== Work to be completed ==
Give back exactly the lines of the material below that start at the line containing "filename barlist_engine/src/adapters/invesco.rs" and end at the line containing "anchor separating the", and no others.

== Extracted information ==

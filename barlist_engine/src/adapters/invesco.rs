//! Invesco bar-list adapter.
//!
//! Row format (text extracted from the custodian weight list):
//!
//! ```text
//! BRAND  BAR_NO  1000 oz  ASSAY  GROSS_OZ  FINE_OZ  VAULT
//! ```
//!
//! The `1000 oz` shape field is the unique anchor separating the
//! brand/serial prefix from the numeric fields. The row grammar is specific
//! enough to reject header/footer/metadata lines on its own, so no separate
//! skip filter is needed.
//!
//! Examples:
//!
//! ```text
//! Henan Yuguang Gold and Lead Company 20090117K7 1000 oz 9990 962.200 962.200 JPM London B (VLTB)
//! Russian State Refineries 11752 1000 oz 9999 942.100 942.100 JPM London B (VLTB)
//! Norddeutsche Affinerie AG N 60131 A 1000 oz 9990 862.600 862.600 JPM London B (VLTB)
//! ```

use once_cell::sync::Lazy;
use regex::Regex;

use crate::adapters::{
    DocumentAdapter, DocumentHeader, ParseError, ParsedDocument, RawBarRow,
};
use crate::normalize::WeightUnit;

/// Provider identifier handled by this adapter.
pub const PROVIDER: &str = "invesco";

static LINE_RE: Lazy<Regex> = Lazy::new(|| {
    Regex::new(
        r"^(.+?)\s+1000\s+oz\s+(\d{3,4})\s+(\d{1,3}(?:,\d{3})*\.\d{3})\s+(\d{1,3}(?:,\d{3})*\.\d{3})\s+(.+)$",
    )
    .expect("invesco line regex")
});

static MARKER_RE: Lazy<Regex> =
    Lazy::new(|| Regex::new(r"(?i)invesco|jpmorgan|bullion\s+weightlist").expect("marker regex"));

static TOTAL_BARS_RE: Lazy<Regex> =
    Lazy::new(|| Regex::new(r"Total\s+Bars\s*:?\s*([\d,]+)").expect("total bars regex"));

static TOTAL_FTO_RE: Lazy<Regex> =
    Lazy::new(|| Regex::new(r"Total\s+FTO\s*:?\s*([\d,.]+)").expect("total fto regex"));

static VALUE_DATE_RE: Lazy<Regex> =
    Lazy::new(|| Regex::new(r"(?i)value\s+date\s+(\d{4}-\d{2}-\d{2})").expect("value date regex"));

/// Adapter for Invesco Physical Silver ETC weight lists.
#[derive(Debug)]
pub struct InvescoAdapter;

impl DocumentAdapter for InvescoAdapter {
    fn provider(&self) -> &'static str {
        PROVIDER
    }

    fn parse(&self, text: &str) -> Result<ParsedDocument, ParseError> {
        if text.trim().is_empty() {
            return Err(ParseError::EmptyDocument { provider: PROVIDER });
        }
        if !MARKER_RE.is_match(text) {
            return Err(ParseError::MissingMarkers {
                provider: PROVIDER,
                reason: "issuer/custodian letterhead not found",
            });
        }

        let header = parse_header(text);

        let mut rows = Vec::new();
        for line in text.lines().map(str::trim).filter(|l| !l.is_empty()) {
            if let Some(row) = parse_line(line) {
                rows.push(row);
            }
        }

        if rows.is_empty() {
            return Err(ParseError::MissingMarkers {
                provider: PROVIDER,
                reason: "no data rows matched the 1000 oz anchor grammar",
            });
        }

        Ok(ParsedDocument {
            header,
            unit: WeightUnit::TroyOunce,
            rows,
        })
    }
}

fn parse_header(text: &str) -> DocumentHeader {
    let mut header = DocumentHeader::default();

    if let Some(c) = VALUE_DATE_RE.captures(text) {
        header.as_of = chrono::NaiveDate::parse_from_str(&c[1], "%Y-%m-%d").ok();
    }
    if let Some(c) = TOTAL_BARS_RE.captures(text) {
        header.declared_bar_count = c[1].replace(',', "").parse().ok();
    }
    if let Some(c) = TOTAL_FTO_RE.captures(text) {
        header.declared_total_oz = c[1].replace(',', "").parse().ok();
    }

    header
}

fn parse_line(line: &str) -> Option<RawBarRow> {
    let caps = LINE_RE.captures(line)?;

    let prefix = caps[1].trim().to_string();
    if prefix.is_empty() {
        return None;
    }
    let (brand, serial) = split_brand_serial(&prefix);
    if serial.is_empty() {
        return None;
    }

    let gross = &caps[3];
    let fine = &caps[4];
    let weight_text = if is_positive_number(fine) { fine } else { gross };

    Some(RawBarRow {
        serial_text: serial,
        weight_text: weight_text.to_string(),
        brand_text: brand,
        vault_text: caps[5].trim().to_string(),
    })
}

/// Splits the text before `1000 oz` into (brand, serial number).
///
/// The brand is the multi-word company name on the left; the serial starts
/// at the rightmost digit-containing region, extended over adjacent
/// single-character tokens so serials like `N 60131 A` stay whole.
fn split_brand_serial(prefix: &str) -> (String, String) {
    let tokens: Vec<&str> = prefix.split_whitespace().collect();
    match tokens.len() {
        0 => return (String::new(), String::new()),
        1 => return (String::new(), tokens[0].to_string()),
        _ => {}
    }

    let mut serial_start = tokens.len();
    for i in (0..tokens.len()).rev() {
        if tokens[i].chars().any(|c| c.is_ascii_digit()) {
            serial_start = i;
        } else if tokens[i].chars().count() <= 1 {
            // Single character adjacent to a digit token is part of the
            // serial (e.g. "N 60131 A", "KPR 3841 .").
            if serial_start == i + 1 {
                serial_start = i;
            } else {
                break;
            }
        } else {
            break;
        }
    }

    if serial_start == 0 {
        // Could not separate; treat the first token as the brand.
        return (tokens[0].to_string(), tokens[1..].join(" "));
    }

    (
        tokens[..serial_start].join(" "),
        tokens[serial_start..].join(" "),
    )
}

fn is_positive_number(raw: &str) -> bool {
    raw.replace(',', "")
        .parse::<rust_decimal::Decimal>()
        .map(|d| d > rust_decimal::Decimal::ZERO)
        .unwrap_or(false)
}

--

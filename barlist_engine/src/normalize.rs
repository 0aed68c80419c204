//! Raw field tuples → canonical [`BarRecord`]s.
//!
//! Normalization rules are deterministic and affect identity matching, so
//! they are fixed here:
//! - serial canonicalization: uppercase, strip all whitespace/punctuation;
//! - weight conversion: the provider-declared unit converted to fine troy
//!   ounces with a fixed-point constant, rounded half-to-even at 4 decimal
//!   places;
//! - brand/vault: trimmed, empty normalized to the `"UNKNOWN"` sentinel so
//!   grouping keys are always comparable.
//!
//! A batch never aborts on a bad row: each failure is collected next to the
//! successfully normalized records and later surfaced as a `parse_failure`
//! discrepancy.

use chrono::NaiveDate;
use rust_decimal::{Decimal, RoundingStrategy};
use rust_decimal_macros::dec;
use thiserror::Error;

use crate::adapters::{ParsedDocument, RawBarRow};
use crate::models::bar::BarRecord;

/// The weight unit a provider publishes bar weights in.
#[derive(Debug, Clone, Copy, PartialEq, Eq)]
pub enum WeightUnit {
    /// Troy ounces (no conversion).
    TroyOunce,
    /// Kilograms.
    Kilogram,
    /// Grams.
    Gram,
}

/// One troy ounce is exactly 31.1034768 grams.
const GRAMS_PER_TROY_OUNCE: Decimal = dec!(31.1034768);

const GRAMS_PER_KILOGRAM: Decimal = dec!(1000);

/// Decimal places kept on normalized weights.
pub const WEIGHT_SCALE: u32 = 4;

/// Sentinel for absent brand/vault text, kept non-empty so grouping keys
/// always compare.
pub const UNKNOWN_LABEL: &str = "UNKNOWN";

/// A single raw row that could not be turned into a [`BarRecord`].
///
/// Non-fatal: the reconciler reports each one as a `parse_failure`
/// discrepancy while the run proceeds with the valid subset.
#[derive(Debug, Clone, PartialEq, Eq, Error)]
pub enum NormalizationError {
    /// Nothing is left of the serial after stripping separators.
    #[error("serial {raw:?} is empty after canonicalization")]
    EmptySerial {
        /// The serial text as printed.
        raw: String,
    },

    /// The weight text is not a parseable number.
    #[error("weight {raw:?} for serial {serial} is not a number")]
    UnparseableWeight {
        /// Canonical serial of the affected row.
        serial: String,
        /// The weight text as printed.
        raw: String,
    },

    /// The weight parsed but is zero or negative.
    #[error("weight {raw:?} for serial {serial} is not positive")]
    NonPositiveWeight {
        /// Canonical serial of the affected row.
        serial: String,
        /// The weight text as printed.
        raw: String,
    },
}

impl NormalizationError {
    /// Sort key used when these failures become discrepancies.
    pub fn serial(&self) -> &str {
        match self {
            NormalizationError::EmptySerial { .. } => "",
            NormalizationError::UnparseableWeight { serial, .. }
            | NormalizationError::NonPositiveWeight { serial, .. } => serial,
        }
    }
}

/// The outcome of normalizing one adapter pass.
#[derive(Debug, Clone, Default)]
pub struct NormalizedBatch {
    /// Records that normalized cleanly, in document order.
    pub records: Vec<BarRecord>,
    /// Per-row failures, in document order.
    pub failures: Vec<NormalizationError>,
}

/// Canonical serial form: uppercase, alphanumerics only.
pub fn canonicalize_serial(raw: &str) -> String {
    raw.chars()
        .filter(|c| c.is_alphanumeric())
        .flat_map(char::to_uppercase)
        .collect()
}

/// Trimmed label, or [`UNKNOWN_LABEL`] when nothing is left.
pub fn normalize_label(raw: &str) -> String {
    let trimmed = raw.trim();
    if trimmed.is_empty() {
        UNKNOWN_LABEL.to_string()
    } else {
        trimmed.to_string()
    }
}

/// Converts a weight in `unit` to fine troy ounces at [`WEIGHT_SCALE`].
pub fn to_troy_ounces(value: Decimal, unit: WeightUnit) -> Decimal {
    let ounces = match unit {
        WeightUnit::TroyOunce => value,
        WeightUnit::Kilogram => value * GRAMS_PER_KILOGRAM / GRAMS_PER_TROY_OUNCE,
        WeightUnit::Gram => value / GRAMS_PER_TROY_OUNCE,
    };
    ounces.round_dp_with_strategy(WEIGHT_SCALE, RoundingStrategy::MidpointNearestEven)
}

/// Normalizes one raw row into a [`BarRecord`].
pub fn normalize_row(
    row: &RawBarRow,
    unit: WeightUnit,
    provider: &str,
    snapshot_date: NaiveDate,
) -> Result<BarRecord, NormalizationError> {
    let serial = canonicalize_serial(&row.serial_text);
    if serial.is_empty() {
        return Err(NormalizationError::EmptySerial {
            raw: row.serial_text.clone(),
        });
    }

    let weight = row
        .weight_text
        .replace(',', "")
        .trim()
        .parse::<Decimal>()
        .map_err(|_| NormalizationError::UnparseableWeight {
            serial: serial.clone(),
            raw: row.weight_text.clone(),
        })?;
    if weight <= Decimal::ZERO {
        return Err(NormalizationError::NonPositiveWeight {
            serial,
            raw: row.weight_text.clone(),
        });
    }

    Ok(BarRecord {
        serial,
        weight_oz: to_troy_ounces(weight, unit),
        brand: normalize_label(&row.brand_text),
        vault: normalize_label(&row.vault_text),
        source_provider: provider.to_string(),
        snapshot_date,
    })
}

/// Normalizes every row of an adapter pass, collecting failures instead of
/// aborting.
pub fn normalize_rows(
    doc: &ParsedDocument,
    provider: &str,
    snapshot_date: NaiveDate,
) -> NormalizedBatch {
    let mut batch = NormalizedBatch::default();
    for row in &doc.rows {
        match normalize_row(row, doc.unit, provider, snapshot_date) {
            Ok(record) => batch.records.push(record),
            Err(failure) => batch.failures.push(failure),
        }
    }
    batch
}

== Solution ==
filename barlist_engine/src/adapters/invesco.rs
//! Invesco bar-list adapter.
//!
//! Row format (text extracted from the custodian weight list):
//!
//! ```text
//! BRAND  BAR_NO  1000 oz  ASSAY  GROSS_OZ  FINE_OZ  VAULT
//! ```
//!
//! The `1000 oz` shape field is the unique anchor separating the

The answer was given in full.